Problem to solve >>
The lines to repeat are those below from the one containing "destination's test/live environment." down to the one containing "list of missing", both included; reproduce them exactly and nothing else.

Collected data
******************************

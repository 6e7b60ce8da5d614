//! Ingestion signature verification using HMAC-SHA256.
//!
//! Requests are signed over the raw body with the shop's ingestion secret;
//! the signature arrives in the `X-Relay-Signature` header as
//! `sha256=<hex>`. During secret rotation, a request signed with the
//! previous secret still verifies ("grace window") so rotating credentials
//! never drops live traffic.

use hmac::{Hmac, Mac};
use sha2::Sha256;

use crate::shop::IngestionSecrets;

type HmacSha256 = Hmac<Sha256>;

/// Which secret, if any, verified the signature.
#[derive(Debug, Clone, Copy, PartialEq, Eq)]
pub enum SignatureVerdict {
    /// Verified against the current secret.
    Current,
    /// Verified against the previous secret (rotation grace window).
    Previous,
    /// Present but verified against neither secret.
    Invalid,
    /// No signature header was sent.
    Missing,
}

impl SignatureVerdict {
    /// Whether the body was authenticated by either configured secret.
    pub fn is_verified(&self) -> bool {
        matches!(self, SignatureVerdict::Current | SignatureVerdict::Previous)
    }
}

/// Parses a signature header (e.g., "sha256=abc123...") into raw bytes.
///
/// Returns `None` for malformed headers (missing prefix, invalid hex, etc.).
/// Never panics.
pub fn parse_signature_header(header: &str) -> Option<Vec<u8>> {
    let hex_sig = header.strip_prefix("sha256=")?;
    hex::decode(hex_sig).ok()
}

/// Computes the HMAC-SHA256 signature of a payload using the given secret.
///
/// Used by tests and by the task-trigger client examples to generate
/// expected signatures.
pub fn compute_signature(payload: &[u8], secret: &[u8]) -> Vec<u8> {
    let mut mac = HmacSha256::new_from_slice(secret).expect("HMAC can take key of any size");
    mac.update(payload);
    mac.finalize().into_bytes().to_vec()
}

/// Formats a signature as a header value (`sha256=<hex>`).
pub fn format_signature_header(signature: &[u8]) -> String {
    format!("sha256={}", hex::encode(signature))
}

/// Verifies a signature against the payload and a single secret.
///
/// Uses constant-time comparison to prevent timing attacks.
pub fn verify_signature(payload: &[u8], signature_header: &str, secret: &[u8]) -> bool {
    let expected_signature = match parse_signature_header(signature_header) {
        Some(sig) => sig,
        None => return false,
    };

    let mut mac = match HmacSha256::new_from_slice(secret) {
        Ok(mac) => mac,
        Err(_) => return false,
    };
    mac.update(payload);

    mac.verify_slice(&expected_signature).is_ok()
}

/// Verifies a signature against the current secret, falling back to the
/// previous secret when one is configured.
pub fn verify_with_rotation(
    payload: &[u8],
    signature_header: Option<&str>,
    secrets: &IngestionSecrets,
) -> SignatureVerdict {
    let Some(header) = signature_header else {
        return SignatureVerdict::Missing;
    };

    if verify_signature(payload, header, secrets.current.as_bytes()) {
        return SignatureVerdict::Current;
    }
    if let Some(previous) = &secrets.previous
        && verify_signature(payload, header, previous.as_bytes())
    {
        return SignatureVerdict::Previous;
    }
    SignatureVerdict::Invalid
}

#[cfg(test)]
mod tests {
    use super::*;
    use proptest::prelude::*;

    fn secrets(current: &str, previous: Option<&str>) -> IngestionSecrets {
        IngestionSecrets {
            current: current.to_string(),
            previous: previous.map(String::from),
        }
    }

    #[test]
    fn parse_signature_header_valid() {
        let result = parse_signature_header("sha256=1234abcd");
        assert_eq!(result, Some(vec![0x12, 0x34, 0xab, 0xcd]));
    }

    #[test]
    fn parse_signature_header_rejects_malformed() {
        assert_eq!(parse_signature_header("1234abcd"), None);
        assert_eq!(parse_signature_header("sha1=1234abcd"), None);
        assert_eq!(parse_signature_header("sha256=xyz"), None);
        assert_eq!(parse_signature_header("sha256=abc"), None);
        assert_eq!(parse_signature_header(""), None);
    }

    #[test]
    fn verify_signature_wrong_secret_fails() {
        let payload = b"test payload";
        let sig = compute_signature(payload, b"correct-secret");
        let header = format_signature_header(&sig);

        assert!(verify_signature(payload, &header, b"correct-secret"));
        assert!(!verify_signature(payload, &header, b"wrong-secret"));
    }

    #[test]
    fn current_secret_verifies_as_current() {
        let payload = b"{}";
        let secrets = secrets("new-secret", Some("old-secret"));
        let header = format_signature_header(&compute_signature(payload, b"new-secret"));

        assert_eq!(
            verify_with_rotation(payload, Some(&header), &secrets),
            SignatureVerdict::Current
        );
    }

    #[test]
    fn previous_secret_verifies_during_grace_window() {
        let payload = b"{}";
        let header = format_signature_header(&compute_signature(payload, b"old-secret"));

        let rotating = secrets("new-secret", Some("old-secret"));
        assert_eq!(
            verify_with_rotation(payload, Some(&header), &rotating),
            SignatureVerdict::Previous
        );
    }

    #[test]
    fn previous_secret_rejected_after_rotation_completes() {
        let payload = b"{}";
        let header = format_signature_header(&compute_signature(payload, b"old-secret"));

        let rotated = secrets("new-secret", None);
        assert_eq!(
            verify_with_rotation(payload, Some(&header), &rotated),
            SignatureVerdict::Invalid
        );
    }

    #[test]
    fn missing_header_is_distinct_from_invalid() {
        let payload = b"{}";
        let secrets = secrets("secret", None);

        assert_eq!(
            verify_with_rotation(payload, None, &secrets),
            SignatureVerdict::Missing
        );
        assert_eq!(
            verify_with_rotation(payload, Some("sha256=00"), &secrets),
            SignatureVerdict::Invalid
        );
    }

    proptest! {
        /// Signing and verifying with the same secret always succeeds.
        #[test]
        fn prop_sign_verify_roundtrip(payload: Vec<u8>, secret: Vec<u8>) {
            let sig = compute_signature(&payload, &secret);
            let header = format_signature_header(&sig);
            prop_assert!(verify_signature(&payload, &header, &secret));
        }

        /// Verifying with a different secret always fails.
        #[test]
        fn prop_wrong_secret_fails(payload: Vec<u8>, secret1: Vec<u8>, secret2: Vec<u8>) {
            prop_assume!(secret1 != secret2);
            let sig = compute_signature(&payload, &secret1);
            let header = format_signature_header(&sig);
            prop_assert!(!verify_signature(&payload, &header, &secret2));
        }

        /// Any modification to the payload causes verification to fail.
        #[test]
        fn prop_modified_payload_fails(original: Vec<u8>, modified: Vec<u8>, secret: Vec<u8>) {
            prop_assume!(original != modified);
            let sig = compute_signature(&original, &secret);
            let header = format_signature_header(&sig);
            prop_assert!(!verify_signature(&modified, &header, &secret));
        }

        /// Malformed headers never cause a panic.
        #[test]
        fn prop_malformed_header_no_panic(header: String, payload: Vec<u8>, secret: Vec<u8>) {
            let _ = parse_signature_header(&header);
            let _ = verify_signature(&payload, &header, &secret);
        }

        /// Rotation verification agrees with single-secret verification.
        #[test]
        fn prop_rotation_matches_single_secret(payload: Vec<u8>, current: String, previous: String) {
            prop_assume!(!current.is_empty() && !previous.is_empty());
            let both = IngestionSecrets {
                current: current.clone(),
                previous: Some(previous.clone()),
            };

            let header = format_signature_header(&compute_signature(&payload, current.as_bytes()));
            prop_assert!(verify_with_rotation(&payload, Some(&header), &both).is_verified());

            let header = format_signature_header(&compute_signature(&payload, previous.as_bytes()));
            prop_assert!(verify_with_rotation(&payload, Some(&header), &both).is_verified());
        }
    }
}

******************************

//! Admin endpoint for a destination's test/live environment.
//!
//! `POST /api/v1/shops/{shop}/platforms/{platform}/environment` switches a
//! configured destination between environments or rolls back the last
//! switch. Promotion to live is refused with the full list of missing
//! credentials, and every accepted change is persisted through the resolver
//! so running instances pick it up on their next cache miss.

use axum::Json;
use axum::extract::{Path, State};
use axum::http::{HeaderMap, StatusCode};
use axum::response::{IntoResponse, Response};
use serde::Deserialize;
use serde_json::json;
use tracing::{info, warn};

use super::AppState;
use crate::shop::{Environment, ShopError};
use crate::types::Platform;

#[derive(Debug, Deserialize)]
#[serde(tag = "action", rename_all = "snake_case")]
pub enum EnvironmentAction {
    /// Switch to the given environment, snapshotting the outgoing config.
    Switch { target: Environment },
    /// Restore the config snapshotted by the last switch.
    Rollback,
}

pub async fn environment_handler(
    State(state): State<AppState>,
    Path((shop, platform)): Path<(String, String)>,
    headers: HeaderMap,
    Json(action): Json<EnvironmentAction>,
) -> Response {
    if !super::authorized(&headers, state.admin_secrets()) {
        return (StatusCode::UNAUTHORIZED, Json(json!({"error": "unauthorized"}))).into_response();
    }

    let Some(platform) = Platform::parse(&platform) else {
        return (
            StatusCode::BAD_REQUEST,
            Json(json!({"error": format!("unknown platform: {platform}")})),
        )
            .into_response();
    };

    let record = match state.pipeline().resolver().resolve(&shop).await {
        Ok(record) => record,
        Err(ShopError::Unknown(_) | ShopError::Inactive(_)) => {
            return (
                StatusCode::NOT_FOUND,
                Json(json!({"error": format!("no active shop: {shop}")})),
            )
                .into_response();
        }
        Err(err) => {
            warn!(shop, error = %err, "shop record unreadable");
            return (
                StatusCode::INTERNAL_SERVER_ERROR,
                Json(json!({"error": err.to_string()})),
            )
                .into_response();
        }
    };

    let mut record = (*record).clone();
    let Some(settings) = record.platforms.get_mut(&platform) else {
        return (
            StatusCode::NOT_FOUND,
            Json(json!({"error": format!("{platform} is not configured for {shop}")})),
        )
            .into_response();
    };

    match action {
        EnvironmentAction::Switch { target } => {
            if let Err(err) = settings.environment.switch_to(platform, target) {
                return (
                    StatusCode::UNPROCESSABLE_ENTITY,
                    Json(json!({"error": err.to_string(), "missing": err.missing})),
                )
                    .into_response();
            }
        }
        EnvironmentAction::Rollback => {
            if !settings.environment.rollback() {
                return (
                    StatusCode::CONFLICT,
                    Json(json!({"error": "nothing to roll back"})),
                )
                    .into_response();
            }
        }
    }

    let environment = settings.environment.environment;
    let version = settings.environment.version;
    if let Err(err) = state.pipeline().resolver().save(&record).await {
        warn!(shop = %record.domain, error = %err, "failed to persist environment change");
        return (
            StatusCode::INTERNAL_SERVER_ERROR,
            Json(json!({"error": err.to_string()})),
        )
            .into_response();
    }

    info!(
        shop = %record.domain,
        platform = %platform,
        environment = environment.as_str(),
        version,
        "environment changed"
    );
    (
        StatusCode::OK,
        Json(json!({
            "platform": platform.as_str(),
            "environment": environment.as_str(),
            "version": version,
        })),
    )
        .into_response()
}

******************************

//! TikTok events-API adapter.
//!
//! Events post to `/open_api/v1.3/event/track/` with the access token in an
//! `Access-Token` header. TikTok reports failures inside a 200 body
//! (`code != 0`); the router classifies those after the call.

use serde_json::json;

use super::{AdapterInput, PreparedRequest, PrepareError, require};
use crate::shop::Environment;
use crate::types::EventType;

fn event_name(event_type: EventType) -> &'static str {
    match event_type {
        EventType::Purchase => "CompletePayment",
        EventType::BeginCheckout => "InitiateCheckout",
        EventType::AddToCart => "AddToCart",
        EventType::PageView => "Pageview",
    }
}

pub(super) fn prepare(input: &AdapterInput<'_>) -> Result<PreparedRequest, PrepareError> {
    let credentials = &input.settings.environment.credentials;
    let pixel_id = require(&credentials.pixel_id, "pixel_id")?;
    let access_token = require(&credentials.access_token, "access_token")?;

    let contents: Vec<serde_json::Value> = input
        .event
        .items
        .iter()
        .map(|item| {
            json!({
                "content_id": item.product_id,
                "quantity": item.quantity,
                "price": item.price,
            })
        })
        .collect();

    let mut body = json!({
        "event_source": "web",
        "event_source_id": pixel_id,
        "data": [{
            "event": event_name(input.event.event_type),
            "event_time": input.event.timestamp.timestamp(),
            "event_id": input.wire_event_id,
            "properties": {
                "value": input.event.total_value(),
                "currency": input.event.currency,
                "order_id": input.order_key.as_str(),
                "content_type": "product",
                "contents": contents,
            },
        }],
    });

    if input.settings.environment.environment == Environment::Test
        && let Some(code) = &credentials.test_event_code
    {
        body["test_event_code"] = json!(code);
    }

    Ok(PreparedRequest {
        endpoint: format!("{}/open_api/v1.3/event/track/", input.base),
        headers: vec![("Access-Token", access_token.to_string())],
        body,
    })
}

******************************

Task output >>
//! Admin endpoint for a destination's test/live environment.
//!
//! `POST /api/v1/shops/{shop}/platforms/{platform}/environment` switches a
//! configured destination between environments or rolls back the last
//! switch. Promotion to live is refused with the full list of missing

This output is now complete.